I have been, but to keep him talking, I said I hadn’t, and he told me that the best place to live is France. “The government builds nice roads there, and you can go to college for free, and public transportation, why, they’ve got it down to a science over there,” he said.

I thought, “This is a joke, right?” I mean, come on.

“Everything you could ask for is taken care of; health care is terrific; in fact, it costs you nothing to stay at a hospital, unlike here where you’ll go to the poorhouse,” he continued. “Sure, they tax you at 50 percent, but your life is pretty much worry-free.”

I chuckled, thinking that was the punch line. Apparently this old socialist Democrat was not a consumer of the news of the recent riots in Paris due to high taxes. But I offered the fact that as someone about 40 years his junior, I am most worried about our debt.

“The debt has always been high; people have been complaining about the debt since I was 15,” he said.

“OK,” I thought, “this isn’t funny any more.” When he was 15, two parents didn’t have to work to support the family. When he was young, the nation was fighting and winning a world war and government debt was due to that. He was apparently unaware that our debt is due to accumulative massive spending on social programs and foolish intervention in the private sector.

So I countered that a trillion dollars is an unimaginable sum. He said, “So was a billion 30 years ago.” I said yes, but we owe upwards of $200 trillion in unfunded liabilities, to which he responded, “You should blame the president for giving those tax cuts to the rich.”

Are you kidding me? I’m not rude, so I just acted like I didn’t understand his point, rather than give him simple truths like, “We had those liabilities before Trump” and “You are benefiting from them” and “Congress has no plan to fix the shortfalls” and “They have extended us too far” and so on. He truly believes we should be taxed at 50 percent, and then everything will be hunky-dory.

As he got up to leave, I searched for a kind thing to say. “Well, you have a Merry Christmas, sir,” I said, and he laughed and said, “You too, thank you.” I thanked him for the great jokes, and he left.

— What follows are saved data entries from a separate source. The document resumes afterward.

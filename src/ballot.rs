use rand::seq::SliceRandom;
use rand::Rng;

/// Whether a simulated voter ranks every candidate or only a random-length
/// prefix of their preference order. The service accepts both.
#[derive(Debug, Clone, Copy, PartialEq, Eq)]
pub enum RankingPolicy {
    FullPermutation,
    RandomPrefix,
}

/// The fixed candidate labels for a run, plus the policy used to derive
/// ballots from them. The template itself is never mutated; each ballot is
/// shuffled on its own copy so no ordering leaks between iterations.
#[derive(Debug, Clone)]
pub struct CandidateSet {
    labels: Vec<String>,
    policy: RankingPolicy,
}

impl CandidateSet {
    pub fn new(labels: Vec<String>, policy: RankingPolicy) -> Self {
        Self { labels, policy }
    }

    pub fn labels(&self) -> &[String] {
        &self.labels
    }

    pub fn len(&self) -> usize {
        self.labels.len()
    }

    pub fn is_empty(&self) -> bool {
        self.labels.is_empty()
    }

    /// Generates one ballot: a uniformly random permutation of the labels,
    /// truncated to a random length under `RankingPolicy::RandomPrefix`.
    pub fn ballot<R: Rng>(&self, rng: &mut R) -> Vec<String> {
        let mut choices = self.labels.clone();
        if choices.is_empty() {
            return choices;
        }
        choices.shuffle(rng);
        if self.policy == RankingPolicy::RandomPrefix {
            let len = rng.gen_range(1..=choices.len());
            choices.truncate(len);
        }
        choices
    }
}

#[cfg(test)]
mod tests {
    use super::*;
    use rand::rngs::StdRng;
    use rand::SeedableRng;
    use std::collections::{HashMap, HashSet};

    fn labels() -> Vec<String> {
        ["A", "B", "C", "D", "E"].iter().map(|s| s.to_string()).collect()
    }

    #[test]
    fn full_permutation_uses_every_label_exactly_once() {
        let set = CandidateSet::new(labels(), RankingPolicy::FullPermutation);
        let mut rng = StdRng::seed_from_u64(1);
        for _ in 0..200 {
            let ballot = set.ballot(&mut rng);
            assert_eq!(ballot.len(), 5);
            let unique: HashSet<&String> = ballot.iter().collect();
            assert_eq!(unique.len(), 5);
            for label in &ballot {
                assert!(set.labels().contains(label), "invented label {label}");
            }
        }
    }

    #[test]
    fn template_order_is_unchanged_after_generation() {
        let set = CandidateSet::new(labels(), RankingPolicy::FullPermutation);
        let mut rng = StdRng::seed_from_u64(2);
        for _ in 0..50 {
            set.ballot(&mut rng);
        }
        assert_eq!(set.labels(), labels().as_slice());
    }

    #[test]
    fn random_prefix_lengths_stay_in_range_and_vary() {
        let set = CandidateSet::new(labels(), RankingPolicy::RandomPrefix);
        let mut rng = StdRng::seed_from_u64(3);
        let mut seen_lengths = HashSet::new();
        for _ in 0..500 {
            let ballot = set.ballot(&mut rng);
            assert!((1..=5).contains(&ballot.len()));
            let unique: HashSet<&String> = ballot.iter().collect();
            assert_eq!(unique.len(), ballot.len(), "duplicate label in ballot");
            seen_lengths.insert(ballot.len());
        }
        assert_eq!(seen_lengths.len(), 5, "expected every prefix length over 500 draws");
    }

    // All 120 orderings of five candidates should come up with roughly
    // uniform frequency. The bounds are generous; this guards against a
    // biased shuffle, not for exact equality.
    #[test]
    fn permutations_are_roughly_uniform() {
        let set = CandidateSet::new(labels(), RankingPolicy::FullPermutation);
        let mut rng = StdRng::seed_from_u64(4);
        let draws = 60_000;
        let mut counts: HashMap<Vec<String>, u32> = HashMap::new();
        for _ in 0..draws {
            *counts.entry(set.ballot(&mut rng)).or_insert(0) += 1;
        }
        assert_eq!(counts.len(), 120, "every permutation should be visited");
        let mean = draws as f64 / 120.0;
        for (ballot, count) in counts {
            let ratio = count as f64 / mean;
            assert!(
                (0.5..2.0).contains(&ratio),
                "permutation {ballot:?} seen {count} times against mean {mean}"
            );
        }
    }

    #[test]
    fn empty_candidate_set_yields_empty_ballot() {
        let set = CandidateSet::new(Vec::new(), RankingPolicy::RandomPrefix);
        let mut rng = StdRng::seed_from_u64(5);
        assert!(set.ballot(&mut rng).is_empty());
    }
}
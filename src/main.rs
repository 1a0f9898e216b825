use log::{error, info};
use poll_sim::ballot::CandidateSet;
use poll_sim::client::PollClient;
use poll_sim::config::SimulationConfig;
use poll_sim::driver::Simulation;

#[tokio::main]
async fn main() {
    // Initialize logging
    dotenvy::dotenv().ok();
    env_logger::init();

    let config = match SimulationConfig::from_env() {
        Ok(config) => config,
        Err(e) => {
            error!("Invalid configuration: {}", e);
            std::process::exit(1);
        }
    };
    info!(
        "Exercising poll service at {} with {} ballots over {:?}",
        config.base_url, config.ballot_count, config.candidates
    );

    let client = match PollClient::new(&config.base_url) {
        Ok(client) => client,
        Err(e) => {
            error!("Failed to build HTTP client: {}", e);
            std::process::exit(1);
        }
    };

    let candidates = CandidateSet::new(config.candidates, config.policy);
    let simulation = Simulation::new(client, candidates, config.ballot_count);

    match simulation.run().await {
        Ok(summary) => {
            info!(
                "Poll {}: {} of {} ballots accepted",
                summary.poll_id, summary.accepted, summary.submitted
            );
            println!("{}", summary.results.to_string_pretty());
        }
        Err(e) => {
            error!("Run aborted: {}", e);
            std::process::exit(1);
        }
    }
}
use crate::ballot::CandidateSet;
use crate::client::{PollClient, SubmissionOutcome};
use crate::error::Result;
use crate::models::{PollId, PollResults};
use log::{info, warn};

/// Orchestrates one run against the service: one poll creation, a fixed
/// number of ballot submissions, one results fetch. Strictly sequential;
/// nothing is retried.
pub struct Simulation {
    client: PollClient,
    candidates: CandidateSet,
    ballot_count: u32,
}

/// Outcome of a run. `submitted` always equals the configured ballot count;
/// rejected ballots are skipped votes, not aborts.
#[derive(Debug)]
pub struct RunSummary {
    pub poll_id: PollId,
    pub submitted: u32,
    pub accepted: u32,
    pub rejected: u32,
    pub results: PollResults,
}

impl Simulation {
    pub fn new(client: PollClient, candidates: CandidateSet, ballot_count: u32) -> Self {
        Self {
            client,
            candidates,
            ballot_count,
        }
    }

    pub async fn run(&self) -> Result<RunSummary> {
        let poll_id = self.client.create_poll().await?;
        info!("Created poll id={}", poll_id);

        let mut rng = rand::thread_rng();
        let mut accepted = 0;
        let mut rejected = 0;
        for _ in 0..self.ballot_count {
            let ballot = self.candidates.ballot(&mut rng);
            match self.client.submit_ballot(&poll_id, &ballot).await {
                Ok(SubmissionOutcome::Accepted) => accepted += 1,
                Ok(SubmissionOutcome::Rejected { status }) => {
                    warn!("Ballot {:?} rejected with status {}", ballot, status);
                    rejected += 1;
                }
                // Transport failures on a submission are skipped votes too;
                // only creation and the results fetch can abort the run.
                Err(e) => {
                    warn!("Failed to submit ballot {:?}: {}", ballot, e);
                    rejected += 1;
                }
            }
        }

        let results = self.client.fetch_results(&poll_id).await?;
        info!(
            "Run complete for poll {}: {} accepted, {} rejected of {} ballots",
            poll_id, accepted, rejected, self.ballot_count
        );

        Ok(RunSummary {
            poll_id,
            submitted: self.ballot_count,
            accepted,
            rejected,
            results,
        })
    }
}
use crate::ballot::RankingPolicy;
use crate::error::{Error, Result};
use std::env;

const DEFAULT_BASE_URL: &str = "http://127.0.0.1:3000";
const DEFAULT_BALLOT_COUNT: u32 = 20;
const DEFAULT_CANDIDATES: &str = "A,B,C,D,E";

/// Run parameters, loaded from the environment with defaults matching the
/// service's own demo poll: five candidates, twenty ballots, full rankings.
#[derive(Debug, Clone)]
pub struct SimulationConfig {
    pub base_url: String,
    pub ballot_count: u32,
    pub candidates: Vec<String>,
    pub policy: RankingPolicy,
}

impl SimulationConfig {
    /// Reads `POLL_SERVICE_URL`, `BALLOT_COUNT`, `CANDIDATES` (comma
    /// separated labels) and `RANKING_POLICY` (`full` or `prefix`).
    pub fn from_env() -> Result<Self> {
        let base_url =
            env::var("POLL_SERVICE_URL").unwrap_or_else(|_| DEFAULT_BASE_URL.to_string());
        let ballot_count = match env::var("BALLOT_COUNT") {
            Ok(raw) => parse_ballot_count(&raw)?,
            Err(_) => DEFAULT_BALLOT_COUNT,
        };
        let candidates = parse_candidates(
            &env::var("CANDIDATES").unwrap_or_else(|_| DEFAULT_CANDIDATES.to_string()),
        )?;
        let policy = match env::var("RANKING_POLICY") {
            Ok(raw) => parse_policy(&raw)?,
            Err(_) => RankingPolicy::FullPermutation,
        };
        Ok(Self {
            base_url,
            ballot_count,
            candidates,
            policy,
        })
    }
}

fn parse_ballot_count(raw: &str) -> Result<u32> {
    raw.trim()
        .parse()
        .map_err(|_| Error::Config(format!("BALLOT_COUNT must be a non-negative integer, got {raw:?}")))
}

fn parse_candidates(raw: &str) -> Result<Vec<String>> {
    let labels: Vec<String> = raw
        .split(',')
        .map(|s| s.trim().to_string())
        .filter(|s| !s.is_empty())
        .collect();
    if labels.is_empty() {
        return Err(Error::Config(
            "CANDIDATES must list at least one label".to_string(),
        ));
    }
    Ok(labels)
}

fn parse_policy(raw: &str) -> Result<RankingPolicy> {
    match raw.trim().to_ascii_lowercase().as_str() {
        "full" => Ok(RankingPolicy::FullPermutation),
        "prefix" => Ok(RankingPolicy::RandomPrefix),
        other => Err(Error::Config(format!(
            "RANKING_POLICY must be \"full\" or \"prefix\", got {other:?}"
        ))),
    }
}

#[cfg(test)]
mod tests {
    use super::*;

    #[test]
    fn candidates_are_trimmed_and_split_on_commas() {
        let labels = parse_candidates(" A, B ,C,,D ").unwrap();
        assert_eq!(labels, vec!["A", "B", "C", "D"]);
    }

    #[test]
    fn empty_candidate_list_is_rejected() {
        assert!(parse_candidates("").is_err());
        assert!(parse_candidates(" , ,").is_err());
    }

    #[test]
    fn policy_names_are_case_insensitive() {
        assert_eq!(parse_policy("FULL").unwrap(), RankingPolicy::FullPermutation);
        assert_eq!(parse_policy("prefix").unwrap(), RankingPolicy::RandomPrefix);
        assert!(parse_policy("truncated").is_err());
    }

    #[test]
    fn ballot_count_must_be_numeric() {
        assert_eq!(parse_ballot_count("0").unwrap(), 0);
        assert_eq!(parse_ballot_count(" 42 ").unwrap(), 42);
        assert!(parse_ballot_count("twenty").is_err());
        assert!(parse_ballot_count("-1").is_err());
    }
}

I have thought a great deal about that meeting. I recalled that the answer to the debt that this socialist Democrat shared was exactly the same answer that was given to me by the first local Republican I met when I jumped into politics for the first time, ten years ago. “The debt has always been high.”

It’s like a punch line to a joke. Almost.

Then, cynically, I thought the old man could afford to think the way he did. His working years are over; he has Social Security and Medicare; and he chooses to live in America despite that it does not give him enough free stuff for his liking. I’m one of two and a half workers paying for his benefits. My back will still carry the increased consequences of high debt, and so will my children’s and their future children’s.

The debt-to-GDP ratio is near 100 percent and quickly reaching WWII levels, yet the Republicans are salivating over new infrastructure spending and the Democrats have their hearts set on Medicare for all and a global warming tax.

The government is closed because of a disagreement between two fiscally irresponsible parties about how to spend more money.

And the punch line is, “Don’t worry; the debt has always been high.”